• _EXERCISE INSTRUCTIONS_:
Scan the entries that follow for the word "Some", then report every line in which it appears.

• _RECORDED DATA_:
# # # # #
use super::User;
use chrono::{DateTime, Utc};

/// Suffix carried by every group conversation JID
pub const GROUP_SUFFIX: &str = "@g.us";

/// Type of incoming event
#[derive(Debug, Clone, PartialEq, Eq)]
pub enum MessageType {
    Text,
    Command,
    Selection,
    Reaction,
    Membership,
    Other(String),
}

impl MessageType {
    pub fn as_str(&self) -> &str {
        match self {
            MessageType::Text => "text",
            MessageType::Command => "command",
            MessageType::Selection => "selection",
            MessageType::Reaction => "reaction",
            MessageType::Membership => "membership",
            MessageType::Other(s) => s,
        }
    }
}

/// Group membership change
#[derive(Debug, Clone, Copy, PartialEq, Eq)]
pub enum MembershipAction {
    Add,
    Remove,
    Promote,
    Demote,
}

impl MembershipAction {
    pub fn parse(raw: &str) -> Option<Self> {
        match raw {
            "add" => Some(Self::Add),
            "remove" => Some(Self::Remove),
            "promote" => Some(Self::Promote),
            "demote" => Some(Self::Demote),
            _ => None,
        }
    }
}

/// Message content
#[derive(Debug, Clone, PartialEq, Eq)]
pub enum Content {
    Text(String),
    Command { name: String, args: Vec<String> },
    /// Identifier of a navigation row the user tapped
    Selection(String),
    Reaction {
        emoji: String,
        /// Id of the message that was reacted to
        target: String,
        participant: Option<String>,
    },
    Membership {
        action: MembershipAction,
        participants: Vec<String>,
    },
    Empty,
}

impl Content {
    pub fn text(&self) -> Option<&str> {
        match self {
            Content::Text(s) => Some(s),
            _ => None,
        }
    }

    pub fn is_command(&self) -> bool {
        matches!(self, Content::Command { .. })
    }
}

/// Represents an incoming event from the transport
#[derive(Debug, Clone)]
pub struct Message {
    pub id: String,
    pub chat_id: String,
    pub sender: Option<User>,
    pub content: Content,
    pub message_type: MessageType,
    pub timestamp: DateTime<Utc>,
    pub platform: String,
    pub raw: Option<serde_json::Value>,
}

impl Message {
    pub fn new(chat_id: impl Into<String>, content: Content) -> Self {
        Self {
            id: uuid::Uuid::new_v4().to_string(),
            chat_id: chat_id.into(),
            sender: None,
            content,
            message_type: MessageType::Text,
            timestamp: Utc::now(),
            platform: "unknown".to_string(),
            raw: None,
        }
    }

    pub fn from_text(chat_id: impl Into<String>, text: impl Into<String>) -> Self {
        Self::new(chat_id, Content::Text(text.into()))
    }

    pub fn from_command(chat_id: impl Into<String>, name: impl Into<String>, args: Vec<String>) -> Self {
        let mut msg = Self::new(chat_id, Content::Command { name: name.into(), args });
        msg.message_type = MessageType::Command;
        msg
    }

    pub fn from_selection(chat_id: impl Into<String>, selection_id: impl Into<String>) -> Self {
        let mut msg = Self::new(chat_id, Content::Selection(selection_id.into()));
        msg.message_type = MessageType::Selection;
        msg
    }

    pub fn with_id(mut self, id: impl Into<String>) -> Self {
        self.id = id.into();
        self
    }

    pub fn with_sender(mut self, user: User) -> Self {
        self.sender = Some(user);
        self
    }

    pub fn with_sender_opt(mut self, user: Option<User>) -> Self {
        if let Some(u) = user {
            self.sender = Some(u);
        }
        self
    }

    pub fn with_message_type(mut self, mt: MessageType) -> Self {
        self.message_type = mt;
        self
    }

    pub fn with_platform(mut self, platform: impl Into<String>) -> Self {
        self.platform = platform.into();
        self
    }

    pub fn with_raw(mut self, raw: serde_json::Value) -> Self {
        self.raw = Some(raw);
        self
    }

    pub fn is_group(&self) -> bool {
        self.chat_id.contains(GROUP_SUFFIX)
    }

    /// Participant that produced the event, falling back to the conversation itself
    pub fn sender_id(&self) -> &str {
        self.sender
            .as_ref()
            .map(|u| u.id.as_str())
            .unwrap_or(&self.chat_id)
    }
}

#[cfg(test)]
mod tests {
    use super::*;

    #[test]
    fn group_detection() {
        assert!(Message::from_text("1203630@g.us", "hi").is_group());
        assert!(!Message::from_text("2547000@s.whatsapp.net", "hi").is_group());
    }

    #[test]
    fn sender_falls_back_to_chat() {
        let msg = Message::from_text("2547000@s.whatsapp.net", "hi");
        assert_eq!(msg.sender_id(), "2547000@s.whatsapp.net");

        let msg = msg.with_sender(User::new("111@s.whatsapp.net"));
        assert_eq!(msg.sender_id(), "111@s.whatsapp.net");
    }
}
# # # # #
• _ANSWER AREA_:
            "add" => Some(Self::Add),
            "remove" => Some(Self::Remove),
            "promote" => Some(Self::Promote),
            "demote" => Some(Self::Demote),
            Content::Text(s) => Some(s),
        self.sender = Some(user);
        if let Some(u) = user {
            self.sender = Some(u);
        self.raw = Some(raw);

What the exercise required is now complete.